Late Malaysian billionaire Lim Goh Tong’s granddaughters lose bid to partially remove lawyer’s testimony in $410M inheritance dispute

The Malaysia High Court has determined that the witness statement by the lawyer, Low Beng Choo, does not amount to hearsay as claimed by the sisters.

“I find that the bulk of the impugned evidence does not constitute hearsay in law,” Judge Mahazan Mat Taib said in a hearing on Tuesday, as quoted by The Edge Malaysia.

The sisters’ lawyer had earlier sought to strike out certain parts of Low’s testimony in a hearing last week, claiming they constituted “hearsay” as they involved statements from the deceased.

Low testified during that hearing that the plaintiffs’ mother, Lim Siew Kim, had personally signed her will on her hospital bed while “alert and aware.” Low is a defendant in the case and also the lawyer who prepared and witnessed the signing of the will.

Mahazan ruled that the testimony regarding the conversation with the deceased constituted evidence of a witness who says he or she heard it.

“Where Low testified as to what the deceased told her, she is giving evidence of a fact which she personally heard,” the judge said.

She stressed that the ruling addresses only the admissibility of the testimony, not its credibility.

With the sisters’ application dismissed, the judge ordered the sisters to pay RM20,000 in costs to be divided among the four defendants. The trial is scheduled to resume on April 20.

What we know about the trial so far

The trial, which started last week, concerns a probate suit filed in January 2023 by the two sisters, 48-year-old Chan T’shiao Li and 45-year-old Kimberly Chan T’shiao Miin, who alleged fraud in the execution of their mother’s will, as reported by the New Straits Times.

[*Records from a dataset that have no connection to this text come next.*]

//! trec_eval-style relevance scoring.
//!
//! Per-query NDCG, MAP, Recall and Precision at a caller-supplied cutoff
//! set, with `ndcg_cut`/`map_cut` semantics: linear gains discounted by
//! log2(rank+1), average precision cut at k with the full relevant count as
//! denominator. A document is relevant when its grade is strictly positive;
//! negative grades contribute zero gain.

use std::collections::BTreeMap;

use super::{ranked_docs, Qrels};
use crate::search::ResultSet;

/// Metric values for one query, parallel to the evaluator's cutoff set.
#[derive(Debug, Clone)]
pub struct QueryEval {
    pub ndcg: Vec<f64>,
    pub map: Vec<f64>,
    pub recall: Vec<f64>,
    pub precision: Vec<f64>,
}

/// Scores a results mapping against relevance judgments.
pub struct RelevanceEvaluator<'a> {
    qrels: &'a Qrels,
    k_values: &'a [usize],
}

impl<'a> RelevanceEvaluator<'a> {
    pub fn new(qrels: &'a Qrels, k_values: &'a [usize]) -> Self {
        Self { qrels, k_values }
    }

    /// Score every query present in both the results and the judgments.
    /// Queries without judgments are skipped, not scored as zero.
    pub fn evaluate(&self, results: &ResultSet) -> BTreeMap<String, QueryEval> {
        results
            .iter()
            .filter_map(|(qid, run)| {
                self.qrels
                    .get(qid)
                    .map(|qrel| (qid.clone(), self.score_query(qrel, run)))
            })
            .collect()
    }

    fn score_query(&self, qrel: &BTreeMap<String, i32>, run: &BTreeMap<String, f32>) -> QueryEval {
        let ranked = ranked_docs(run);
        let gains: Vec<f64> = ranked
            .iter()
            .map(|(id, _)| f64::from(qrel.get(*id).copied().unwrap_or(0).max(0)))
            .collect();
        let num_rel = qrel.values().filter(|&&grade| grade > 0).count();
        let mut ideal_gains: Vec<f64> = qrel
            .values()
            .filter(|&&grade| grade > 0)
            .map(|&grade| f64::from(grade))
            .collect();
        ideal_gains.sort_unstable_by(|a, b| b.total_cmp(a));

        let mut eval = QueryEval {
            ndcg: Vec::with_capacity(self.k_values.len()),
            map: Vec::with_capacity(self.k_values.len()),
            recall: Vec::with_capacity(self.k_values.len()),
            precision: Vec::with_capacity(self.k_values.len()),
        };
        for &k in self.k_values {
            let dcg = discounted_gain(gains.iter().take(k));
            let idcg = discounted_gain(ideal_gains.iter().take(k));
            eval.ndcg.push(if idcg > 0.0 { dcg / idcg } else { 0.0 });

            let mut hits = 0usize;
            let mut precision_sum = 0.0;
            for (rank, gain) in gains.iter().take(k).enumerate() {
                if *gain > 0.0 {
                    hits += 1;
                    precision_sum += hits as f64 / (rank + 1) as f64;
                }
            }
            eval.map.push(if num_rel > 0 {
                precision_sum / num_rel as f64
            } else {
                0.0
            });
            eval.recall.push(if num_rel > 0 {
                hits as f64 / num_rel as f64
            } else {
                0.0
            });
            eval.precision.push(hits as f64 / k as f64);
        }
        eval
    }
}

fn discounted_gain<'g>(gains: impl Iterator<Item = &'g f64>) -> f64 {
    gains
        .enumerate()
        .map(|(rank, gain)| gain / ((rank + 2) as f64).log2())
        .sum()
}

#[cfg(test)]
mod tests {
    use super::*;

    fn qrels_one_query() -> Qrels {
        let mut qrels = Qrels::new();
        qrels.insert(
            "q1".into(),
            BTreeMap::from([("d1".into(), 2), ("d2".into(), 1), ("d3".into(), 0)]),
        );
        qrels
    }

    fn results_one_query() -> ResultSet {
        let mut results = ResultSet::new();
        results.insert(
            "q1".into(),
            BTreeMap::from([("d1".into(), 0.9), ("d4".into(), 0.7), ("d2".into(), 0.5)]),
        );
        results
    }

    #[test]
    fn graded_ndcg_matches_hand_computation() {
        let qrels = qrels_one_query();
        let results = results_one_query();
        let evaluator = RelevanceEvaluator::new(&qrels, &[1, 3]);
        let per_query = evaluator.evaluate(&results);
        let eval = &per_query["q1"];

        // ranking is d1, d4, d2 with gains 2, 0, 1
        assert!((eval.ndcg[0] - 1.0).abs() < 1e-9);
        let dcg = 2.0 + 1.0 / 4.0_f64.log2();
        let idcg = 2.0 + 1.0 / 3.0_f64.log2();
        assert!((eval.ndcg[1] - dcg / idcg).abs() < 1e-9);
    }

    #[test]
    fn map_recall_precision_match_hand_computation() {
        let qrels = qrels_one_query();
        let results = results_one_query();
        let evaluator = RelevanceEvaluator::new(&qrels, &[1, 3]);
        let eval = &evaluator.evaluate(&results)["q1"];

        // relevant hits at ranks 1 and 3, two relevant docs in total
        assert!((eval.map[0] - 0.5).abs() < 1e-9);
        assert!((eval.map[1] - (1.0 + 2.0 / 3.0) / 2.0).abs() < 1e-9);
        assert!((eval.recall[0] - 0.5).abs() < 1e-9);
        assert!((eval.recall[1] - 1.0).abs() < 1e-9);
        assert!((eval.precision[0] - 1.0).abs() < 1e-9);
        assert!((eval.precision[1] - 2.0 / 3.0).abs() < 1e-9);
    }

    #[test]
    fn equal_scores_rank_lower_id_first() {
        let mut qrels = Qrels::new();
        qrels.insert("q1".into(), BTreeMap::from([("da".into(), 1)]));
        let mut results = ResultSet::new();
        results.insert(
            "q1".into(),
            BTreeMap::from([("da".into(), 0.5), ("db".into(), 0.5)]),
        );

        let evaluator = RelevanceEvaluator::new(&qrels, &[1]);
        let eval = &evaluator.evaluate(&results)["q1"];
        assert!((eval.precision[0] - 1.0).abs() < 1e-9);
    }

    #[test]
    fn queries_without_judgments_are_skipped() {
        let qrels = qrels_one_query();
        let mut results = results_one_query();
        results.insert("q_unjudged".into(), BTreeMap::from([("d1".into(), 0.4)]));

        let evaluator = RelevanceEvaluator::new(&qrels, &[1]);
        let per_query = evaluator.evaluate(&results);
        assert_eq!(per_query.len(), 1);
        assert!(per_query.contains_key("q1"));
    }

    #[test]
    fn query_with_no_relevant_docs_scores_zero() {
        let mut qrels = Qrels::new();
        qrels.insert("q1".into(), BTreeMap::from([("d1".into(), 0)]));
        let mut results = ResultSet::new();
        results.insert("q1".into(), BTreeMap::from([("d1".into(), 0.8)]));

        let evaluator = RelevanceEvaluator::new(&qrels, &[5]);
        let eval = &evaluator.evaluate(&results)["q1"];
        assert_eq!(eval.ndcg[0], 0.0);
        assert_eq!(eval.map[0], 0.0);
        assert_eq!(eval.recall[0], 0.0);
        assert_eq!(eval.precision[0], 0.0);
    }

    #[test]
    fn negative_grades_contribute_no_gain() {
        let mut qrels = Qrels::new();
        qrels.insert(
            "q1".into(),
            BTreeMap::from([("d1".into(), -2), ("d2".into(), 1)]),
        );
        let mut results = ResultSet::new();
        results.insert(
            "q1".into(),
            BTreeMap::from([("d1".into(), 0.9), ("d2".into(), 0.8)]),
        );

        let evaluator = RelevanceEvaluator::new(&qrels, &[2]);
        let eval = &evaluator.evaluate(&results)["q1"];
        // only d2 counts: dcg = 1/log2(3), idcg = 1
        assert!((eval.ndcg[0] - 1.0 / 3.0_f64.log2()).abs() < 1e-9);
        assert!((eval.precision[0] - 0.5).abs() < 1e-9);
    }
}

Their mother, Siew Kim, was the youngest daughter of Goh Tong, who founded the Genting empire and, according to Forbesranked as Malaysia’s third richest man with a net worth estimated at US$4.3 billion by the time of his death in October 2007.

Lim Goh Tong, founder of Genting Group. Photo from the company’s website

Siew Kim died in July 2022, leaving behind three daughters and a son. Under her will signed on April 28, 2022, the plaintiffs were each allocated only small portions of her RM1.6 billion estate while their two other siblings received much larger shares.

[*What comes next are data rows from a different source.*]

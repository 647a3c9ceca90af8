//! Loading previously computed first-stage results.
//!
//! A results file holds `{query_id: {corpus_id: score}}` and lets a caller
//! skip the search stage entirely, e.g. when re-scoring a cached run with a
//! different cutoff set.

use std::path::{Path, PathBuf};

use tracing::info;

use crate::error::{EvalError, Result};

use super::ResultSet;

/// Deterministic cache location for a fetched results URL.
pub fn cache_path_for_url(url: &str) -> PathBuf {
    let descriptor = url
        .split("https://")
        .last()
        .unwrap_or(url)
        .replace('/', "--");
    PathBuf::from("results").join(format!("cached_predictions--{descriptor}"))
}

/// Load a results mapping from a local path or an `https://` URL.
///
/// URLs are fetched once into [`cache_path_for_url`] and reused afterwards.
pub async fn load_previous_results(location: &str) -> Result<ResultSet> {
    let path = if location.contains("https://") {
        fetch(location).await?
    } else {
        PathBuf::from(location)
    };
    parse_results_file(&path)
}

async fn fetch(url: &str) -> Result<PathBuf> {
    let dest = cache_path_for_url(url);
    if !dest.exists() {
        if let Some(parent) = dest.parent() {
            std::fs::create_dir_all(parent)?;
        }
        let body = reqwest::get(url).await?.error_for_status()?.bytes().await?;
        std::fs::write(&dest, &body)?;
        info!(url, dest = %dest.display(), "Downloaded previous results");
    }
    Ok(dest)
}

/// Parse a results file; anything that is not a mapping of mappings is a
/// fatal input error.
pub fn parse_results_file(path: &Path) -> Result<ResultSet> {
    let content = std::fs::read_to_string(path)?;
    serde_json::from_str::<ResultSet>(&content).map_err(|source| {
        EvalError::MalformedCachedResults {
            path: path.display().to_string(),
            source,
        }
    })
}
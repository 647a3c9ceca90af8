//! Supplementary rank metrics: MRR, capped recall, hole rate and top-k
//! accuracy.
//!
//! Each function returns per-query score lists keyed `<METRIC>@<k>`; the
//! corpus mean and abstention diagnostics are layered on by
//! [`super::evaluate_custom`].

use std::collections::BTreeSet;

use super::{ranked_docs, PerQueryScores, Qrels};
use crate::search::ResultSet;

/// Metric selector for [`super::evaluate_custom`].
#[derive(Debug, Clone, Copy, PartialEq, Eq)]
pub enum CustomMetric {
    Mrr,
    RecallCap,
    Hole,
    TopKAccuracy,
}

impl CustomMetric {
    /// Accepts the aliases callers commonly use for each metric.
    pub fn parse(name: &str) -> Option<Self> {
        match name.to_lowercase().as_str() {
            "mrr" | "mrr@k" | "mrr_cut" => Some(Self::Mrr),
            "recall_cap" | "r_cap" | "r_cap@k" => Some(Self::RecallCap),
            "hole" | "hole@k" => Some(Self::Hole),
            "acc" | "top_k_acc" | "accuracy" | "accuracy@k" | "top_k_accuracy" => {
                Some(Self::TopKAccuracy)
            }
            _ => None,
        }
    }

    pub fn label(&self) -> &'static str {
        match self {
            Self::Mrr => "MRR",
            Self::RecallCap => "R_cap",
            Self::Hole => "Hole",
            Self::TopKAccuracy => "Accuracy",
        }
    }
}

fn k_max(k_values: &[usize]) -> usize {
    k_values.iter().copied().max().unwrap_or(0)
}

fn relevant_docs(qrel: &std::collections::BTreeMap<String, i32>) -> BTreeSet<&str> {
    qrel.iter()
        .filter(|(_, &grade)| grade > 0)
        .map(|(id, _)| id.as_str())
        .collect()
}

/// Reciprocal rank of the first relevant document within the top k.
pub fn mrr(qrels: &Qrels, results: &ResultSet, k_values: &[usize]) -> PerQueryScores {
    let mut out = PerQueryScores::with_keys("MRR", k_values);
    for (qid, run) in results {
        let Some(qrel) = qrels.get(qid) else { continue };
        let relevant = relevant_docs(qrel);
        let top_hits = ranked_docs(run);
        let top_hits = &top_hits[..top_hits.len().min(k_max(k_values))];

        out.query_ids.push(qid.clone());
        for &k in k_values {
            let rr = top_hits
                .iter()
                .take(k)
                .enumerate()
                .find(|(_, (id, _))| relevant.contains(id))
                .map(|(rank, _)| 1.0 / (rank + 1) as f64)
                .unwrap_or(0.0);
            out.push(&format!("MRR@{k}"), rr);
        }
    }
    out
}

/// Recall with the denominator capped at k: retrieved-relevant@k over
/// min(relevant, k). A query with no relevant documents scores zero rather
/// than dividing by zero.
pub fn recall_cap(qrels: &Qrels, results: &ResultSet, k_values: &[usize]) -> PerQueryScores {
    let mut out = PerQueryScores::with_keys("R_cap", k_values);
    for (qid, run) in results {
        let Some(qrel) = qrels.get(qid) else { continue };
        let relevant = relevant_docs(qrel);
        let top_hits = ranked_docs(run);
        let top_hits = &top_hits[..top_hits.len().min(k_max(k_values))];

        out.query_ids.push(qid.clone());
        for &k in k_values {
            let retrieved = top_hits
                .iter()
                .take(k)
                .filter(|(id, _)| relevant.contains(id))
                .count();
            let denominator = relevant.len().min(k);
            let score = if denominator > 0 {
                retrieved as f64 / denominator as f64
            } else {
                0.0
            };
            out.push(&format!("R_cap@{k}"), score);
        }
    }
    out
}

/// Fraction of the top k that was never judged at all (any grade counts as
/// judged). Scored for every result query; no per-query judgments needed.
pub fn hole(qrels: &Qrels, results: &ResultSet, k_values: &[usize]) -> PerQueryScores {
    let annotated: BTreeSet<&str> = qrels
        .values()
        .flat_map(|docs| docs.keys())
        .map(|id| id.as_str())
        .collect();

    let mut out = PerQueryScores::with_keys("Hole", k_values);
    for (qid, run) in results {
        let top_hits = ranked_docs(run);
        let top_hits = &top_hits[..top_hits.len().min(k_max(k_values))];

        out.query_ids.push(qid.clone());
        for &k in k_values {
            let holes = top_hits
                .iter()
                .take(k)
                .filter(|(id, _)| !annotated.contains(id))
                .count();
            out.push(&format!("Hole@{k}"), holes as f64 / k as f64);
        }
    }
    out
}

/// Whether any relevant document appears in the top k.
pub fn top_k_accuracy(qrels: &Qrels, results: &ResultSet, k_values: &[usize]) -> PerQueryScores {
    let mut out = PerQueryScores::with_keys("Accuracy", k_values);
    for (qid, run) in results {
        let Some(qrel) = qrels.get(qid) else { continue };
        let relevant = relevant_docs(qrel);
        let top_hits = ranked_docs(run);
        let top_hits = &top_hits[..top_hits.len().min(k_max(k_values))];

        out.query_ids.push(qid.clone());
        for &k in k_values {
            let hit = top_hits
                .iter()
                .take(k)
                .any(|(id, _)| relevant.contains(id));
            out.push(&format!("Accuracy@{k}"), if hit { 1.0 } else { 0.0 });
        }
    }
    out
}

The plaintiffs discovered in 2023 that there were two earlier wills, dated Nov 2, 2021, and Apr 11, 2022, that set out substantially different distributions of the estate, according to Malay Mail.

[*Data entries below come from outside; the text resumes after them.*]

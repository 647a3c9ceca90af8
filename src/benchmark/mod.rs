//! Retrieval quality evaluation.
//!
//! Scores a search run against relevance judgments: trec-style NDCG, MAP,
//! Recall and Precision at a caller-supplied cutoff set, supplementary rank
//! metrics, and abstention diagnostics relating retrieval confidence to
//! per-query quality.

pub mod abstention;
pub mod custom;
pub mod trec;

use std::collections::BTreeMap;
use std::path::Path;

use anyhow::Context;
use serde::Serialize;
use tracing::debug;

use crate::error::EvalError;
use crate::search::ResultSet;

pub use abstention::{confidence_scores, nauc, ConfidenceScores, CONFIDENCE_FUNCTIONS};
pub use custom::CustomMetric;
pub use trec::RelevanceEvaluator;

/// query id → {corpus id → integer relevance grade}. Ground truth, supplied
/// externally and never mutated here.
pub type Qrels = BTreeMap<String, BTreeMap<String, i32>>;

/// Load qrels from a JSON mapping `{query_id: {corpus_id: grade}}`.
pub fn load_qrels(path: &Path) -> anyhow::Result<Qrels> {
    let content = std::fs::read_to_string(path)
        .with_context(|| format!("Failed to read qrels: {path:?}"))?;
    serde_json::from_str(&content).with_context(|| format!("Failed to parse qrels: {path:?}"))
}

/// Per-query metric score lists keyed `<METRIC>@<k>`, each aligned to
/// `query_ids`.
#[derive(Debug, Clone, Default)]
pub struct PerQueryScores {
    pub query_ids: Vec<String>,
    pub scores: BTreeMap<String, Vec<f64>>,
}

impl PerQueryScores {
    pub(crate) fn with_keys(label: &str, k_values: &[usize]) -> Self {
        Self {
            query_ids: Vec::new(),
            scores: k_values
                .iter()
                .map(|k| (format!("{label}@{k}"), Vec::new()))
                .collect(),
        }
    }

    pub(crate) fn push(&mut self, key: &str, value: f64) {
        self.scores.entry(key.to_string()).or_default().push(value);
    }

    pub fn is_empty(&self) -> bool {
        self.query_ids.is_empty()
    }
}

/// Corpus-mean metric tables (rounded to 5 decimals) plus abstention
/// diagnostics.
#[derive(Debug, Clone, PartialEq, Serialize)]
pub struct RetrievalScores {
    pub ndcg: BTreeMap<String, f64>,
    pub map: BTreeMap<String, f64>,
    pub recall: BTreeMap<String, f64>,
    pub precision: BTreeMap<String, f64>,
    pub naucs: BTreeMap<String, f64>,
}

/// A run's documents ranked by score descending; exactly equal scores rank
/// the lexicographically lower id first.
pub(crate) fn ranked_docs(run: &BTreeMap<String, f32>) -> Vec<(&str, f32)> {
    let mut hits: Vec<(&str, f32)> = run.iter().map(|(id, &score)| (id.as_str(), score)).collect();
    hits.sort_by(|a, b| b.1.total_cmp(&a.1).then_with(|| a.0.cmp(b.0)));
    hits
}

fn round5(value: f64) -> f64 {
    (value * 100_000.0).round() / 100_000.0
}

fn strip_identical_ids(results: &ResultSet) -> ResultSet {
    results
        .iter()
        .map(|(qid, docs)| {
            let docs = docs
                .iter()
                .filter(|(pid, _)| pid.as_str() != qid.as_str())
                .map(|(pid, &score)| (pid.clone(), score))
                .collect();
            (qid.clone(), docs)
        })
        .collect()
}

fn mean(values: &[f64]) -> Result<f64, EvalError> {
    if values.is_empty() {
        return Err(EvalError::NoScoredQueries);
    }
    Ok(values.iter().sum::<f64>() / values.len() as f64)
}

/// Score `results` against `qrels` at every cutoff in `k_values`.
///
/// With `ignore_identical_ids`, every `(qid, pid)` pair with `qid == pid` is
/// dropped before scoring, for corpora that share an id space with their
/// queries. Queries are aggregated in sorted id order, so repeated calls on
/// the same inputs are bit-identical.
pub fn evaluate(
    qrels: &Qrels,
    results: &ResultSet,
    k_values: &[usize],
    ignore_identical_ids: bool,
) -> Result<RetrievalScores, EvalError> {
    let filtered = if ignore_identical_ids {
        debug!("Dropping identical query/document id pairs before scoring");
        Some(strip_identical_ids(results))
    } else {
        None
    };
    let results = filtered.as_ref().unwrap_or(results);

    let per_query = RelevanceEvaluator::new(qrels, k_values).evaluate(results);
    if per_query.is_empty() {
        return Err(EvalError::NoScoredQueries);
    }

    let mut lists = PerQueryScores::default();
    lists.query_ids = per_query.keys().cloned().collect();
    for (index, k) in k_values.iter().enumerate() {
        for eval in per_query.values() {
            lists.push(&format!("NDCG@{k}"), eval.ndcg[index]);
            lists.push(&format!("MAP@{k}"), eval.map[index]);
            lists.push(&format!("Recall@{k}"), eval.recall[index]);
            lists.push(&format!("P@{k}"), eval.precision[index]);
        }
    }

    let table = |label: &str| -> Result<BTreeMap<String, f64>, EvalError> {
        k_values
            .iter()
            .map(|k| {
                let key = format!("{label}@{k}");
                let values = &lists.scores[&key];
                Ok((key, round5(mean(values)?)))
            })
            .collect()
    };
    let ndcg = table("NDCG")?;
    let map = table("MAP")?;
    let recall = table("Recall")?;
    let precision = table("P")?;
    let naucs = abstention::evaluate_abstention(results, &lists);

    Ok(RetrievalScores {
        ndcg,
        map,
        recall,
        precision,
        naucs,
    })
}

/// Score `results` with one of the supplementary metrics. Returns the
/// corpus-mean table and the metric's abstention diagnostics.
pub fn evaluate_custom(
    qrels: &Qrels,
    results: &ResultSet,
    k_values: &[usize],
    metric: CustomMetric,
) -> Result<(BTreeMap<String, f64>, BTreeMap<String, f64>), EvalError> {
    let per_query = match metric {
        CustomMetric::Mrr => custom::mrr(qrels, results, k_values),
        CustomMetric::RecallCap => custom::recall_cap(qrels, results, k_values),
        CustomMetric::Hole => custom::hole(qrels, results, k_values),
        CustomMetric::TopKAccuracy => custom::top_k_accuracy(qrels, results, k_values),
    };
    if per_query.is_empty() {
        return Err(EvalError::NoScoredQueries);
    }

    let means = per_query
        .scores
        .iter()
        .map(|(key, values)| Ok((key.clone(), mean(values)?)))
        .collect::<Result<BTreeMap<String, f64>, EvalError>>()?;
    let naucs = abstention::evaluate_abstention(results, &per_query);
    Ok((means, naucs))
}
#[cfg(test)]
mod tests {
    use super::*;
    use crate::config::paths::VyapaarPaths;
    use crate::models::{Money, PaymentMethod, User};
    use chrono::NaiveDate;
    use std::path::PathBuf;

    fn test_storage() -> Storage {
        Storage::in_memory(VyapaarPaths::with_base_dir(PathBuf::from("/nonexistent")))
    }

    fn draft(amount: i64, date: (i32, u32, u32)) -> ExpenseDraft {
        ExpenseDraft {
            date: NaiveDate::from_ymd_opt(date.0, date.1, date.2).unwrap(),
            amount: Money::from_rupees(amount),
            merchant: "Hardware Store".into(),
            business_unit: "Head Office".into(),
            category: "Materials".into(),
            payment_method: PaymentMethod::Cash,
            description: "Nails".into(),
            reference_number: None,
            receipt: None,
        }
    }

    fn staff() -> Submitter {
        User::find_builtin("u2").unwrap().as_submitter()
    }

    fn ids(values: &[&str]) -> Vec<ExpenseId> {
        values.iter().map(|v| ExpenseId::from(*v)).collect()
    }

    #[test]
    fn test_submit_prepends_pending_expense() {
        let storage = test_storage();
        let mut ledger = ExpenseLedger::open(&storage).unwrap();

        let expense = ledger.submit(draft(100, (2024, 1, 5)), staff()).unwrap();

        assert_eq!(ledger.expenses().len(), 4);
        assert_eq!(ledger.expenses()[0].id, expense.id);
        assert_eq!(ledger.expenses()[0].status, ExpenseStatus::PendingReview);
        assert_eq!(ledger.expenses()[0].amount, Money::from_rupees(100));
        assert_eq!(
            ledger.expenses()[0].date,
            NaiveDate::from_ymd_opt(2024, 1, 5).unwrap()
        );
        assert_eq!(ledger.expenses()[0].submitted_by.name, "Site Manager (Staff)");
    }

    #[test]
    fn test_submit_and_edit_trim_text_fields() {
        let storage = test_storage();
        let mut ledger = ExpenseLedger::open(&storage).unwrap();

        let mut padded = draft(100, (2024, 1, 5));
        padded.merchant = "  Gupta Hardware ".into();
        padded.business_unit = " College ".into();
        padded.category = "Materials\t".into();
        let expense = ledger.submit(padded, staff()).unwrap();
        assert_eq!(expense.merchant, "Gupta Hardware");
        assert_eq!(expense.business_unit, "College");
        assert_eq!(expense.category, "Materials");

        let mut updated = expense.clone();
        updated.merchant = " Sharma Stores ".into();
        updated.business_unit = " Brick Factory".into();
        updated.category = "Labor ".into();
        ledger.edit(updated).unwrap();

        let stored = ledger.get(&expense.id).unwrap();
        assert_eq!(stored.merchant, "Sharma Stores");
        assert_eq!(stored.business_unit, "Brick Factory");
        assert_eq!(stored.category, "Labor");
    }

    #[test]
    fn test_submit_assigns_unique_ids() {
        let storage = test_storage();
        let mut ledger = ExpenseLedger::open(&storage).unwrap();

        let mut seen = HashSet::new();
        for i in 0..5 {
            let before = ledger.expenses().len();
            let expense = ledger.submit(draft(10 + i, (2024, 1, 5)), staff()).unwrap();
            assert_eq!(ledger.expenses().len(), before + 1);
            assert!(seen.insert(expense.id));
        }
    }

    #[test]
    fn test_submit_persists_document() {
        let storage = test_storage();
        let mut ledger = ExpenseLedger::open(&storage).unwrap();
        let expense = ledger.submit(draft(100, (2024, 1, 5)), staff()).unwrap();

        let reloaded = ExpenseLedger::open(&storage).unwrap();
        assert_eq!(reloaded.expenses()[0].id, expense.id);
    }

    #[test]
    fn test_submit_rejects_invalid_draft() {
        let storage = test_storage();
        let mut ledger = ExpenseLedger::open(&storage).unwrap();

        let mut bad = draft(100, (2024, 1, 5));
        bad.merchant = "  ".into();
        let err = ledger.submit(bad, staff()).unwrap_err();
        assert!(err.is_validation());

        let mut negative = draft(100, (2024, 1, 5));
        negative.amount = Money::from_paise(-500);
        assert!(ledger.submit(negative, staff()).unwrap_err().is_validation());

        assert_eq!(ledger.expenses().len(), 3);
    }

    #[test]
    fn test_change_status_only_touches_status() {
        let storage = test_storage();
        let mut ledger = ExpenseLedger::open(&storage).unwrap();
        let id = ExpenseId::from("e2");
        let before = ledger.get(&id).unwrap().clone();

        ledger.change_status(&id, ExpenseStatus::Approved).unwrap();
        ledger.change_status(&id, ExpenseStatus::Approved).unwrap();

        let after = ledger.get(&id).unwrap();
        assert_eq!(after.status, ExpenseStatus::Approved);
        assert_eq!(after.amount, before.amount);
        assert_eq!(after.merchant, before.merchant);
        assert_eq!(after.submitted_at, before.submitted_at);
    }

    #[test]
    fn test_change_status_missing_id() {
        let storage = test_storage();
        let mut ledger = ExpenseLedger::open(&storage).unwrap();
        let snapshot = ledger.document().clone();

        let err = ledger
            .change_status(&ExpenseId::from("nope"), ExpenseStatus::Rejected)
            .unwrap_err();
        assert!(err.is_not_found());
        assert_eq!(ledger.document(), &snapshot);
    }

    #[test]
    fn test_review_attaches_note() {
        let storage = test_storage();
        let mut ledger = ExpenseLedger::open(&storage).unwrap();
        let id = ExpenseId::from("e3");

        ledger
            .review(&id, ExpenseStatus::Rejected, Some("Missing bill".into()))
            .unwrap();

        let expense = ledger.get(&id).unwrap();
        assert_eq!(expense.status, ExpenseStatus::Rejected);
        assert_eq!(expense.review_note.as_deref(), Some("Missing bill"));
    }

    #[test]
    fn test_bulk_change_status() {
        let storage = test_storage();
        let mut ledger = ExpenseLedger::open(&storage).unwrap();

        let outcome = ledger
            .bulk_change_status(&ids(&["e2", "e3", "ghost"]), ExpenseStatus::Approved)
            .unwrap();

        assert_eq!(outcome.applied, 2);
        assert_eq!(outcome.missing, ids(&["ghost"]));

        let approved: Vec<_> = ledger
            .expenses()
            .iter()
            .filter(|e| e.status == ExpenseStatus::Approved)
            .map(|e| e.id.as_str())
            .collect();
        assert_eq!(approved, vec!["e1", "e2", "e3"]);
    }

    #[test]
    fn test_edit_replaces_whole_record() {
        let storage = test_storage();
        let mut ledger = ExpenseLedger::open(&storage).unwrap();

        let mut updated = ledger.get(&ExpenseId::from("e2")).unwrap().clone();
        updated.amount = Money::from_rupees(500);
        updated.description = "Tea, snacks and water".into();
        ledger.edit(updated.clone()).unwrap();

        assert_eq!(ledger.get(&updated.id), Some(&updated));
        assert_eq!(ledger.expenses()[1].id.as_str(), "e2");
    }

    #[test]
    fn test_edit_missing_id() {
        let storage = test_storage();
        let mut ledger = ExpenseLedger::open(&storage).unwrap();

        let mut ghost = ledger.expenses()[0].clone();
        ghost.id = ExpenseId::from("ghost");
        assert!(ledger.edit(ghost).unwrap_err().is_not_found());
        assert_eq!(ledger.expenses().len(), 3);
    }

    #[test]
    fn test_delete() {
        let storage = test_storage();
        let mut ledger = ExpenseLedger::open(&storage).unwrap();

        let removed = ledger.delete(&ExpenseId::from("e1")).unwrap();
        assert_eq!(removed.merchant, "Shree Cement Traders");
        assert_eq!(ledger.expenses().len(), 2);
        assert!(ledger.delete(&ExpenseId::from("e1")).unwrap_err().is_not_found());
    }

    #[test]
    fn test_bulk_delete_counts_present_ids() {
        let storage = test_storage();
        let mut ledger = ExpenseLedger::open(&storage).unwrap();

        let outcome = ledger.bulk_delete(&ids(&["e1", "e3", "x", "y"])).unwrap();
        assert_eq!(outcome.applied, 2);
        assert_eq!(outcome.missing.len(), 2);
        assert_eq!(ledger.expenses().len(), 1);
        assert_eq!(ledger.expenses()[0].id.as_str(), "e2");

        let reloaded = ExpenseLedger::open(&storage).unwrap();
        assert_eq!(reloaded.expenses().len(), 1);
    }

    #[test]
    fn test_resolve_by_prefix() {
        let storage = test_storage();
        let mut ledger = ExpenseLedger::open(&storage).unwrap();
        let expense = ledger.submit(draft(100, (2024, 1, 5)), staff()).unwrap();

        let prefix = &expense.id.as_str()[..8];
        assert_eq!(ledger.resolve(prefix).unwrap().id, expense.id);
        assert_eq!(ledger.resolve("e2").unwrap().merchant, "Local Tea Stall");
        assert!(ledger.resolve("e").is_err());
        assert!(ledger.resolve("zzz").unwrap_err().is_not_found());
    }
}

Portions of Low’s witness statement that the plaintiffs sought to expunge concerned how certain markings in the 2021 will were made, allegedly on Siew Kim’s instructions to reduce the cash bequests from RM10 million to RM900,000 for T’shiao Li and from RM10 million to RM100,000 for T’shiao Miin.

The plaintiffs argue that the existence of multiple wills within a short span constitutes “suspicious circumstances” and that the drastic changes in allocation did not reflect their mother’s true intentions or sound judgment.

Hence, they are seeking a declaration that all three wills are null and void, and that their mother died intestate, or without leaving a valid will, according to Named.

The suit names their brother, Marcus Chan Jau Chwen, as a defendant, along with Low and the estate’s executors, Malcolm Fernandez and Chan Mei Yee.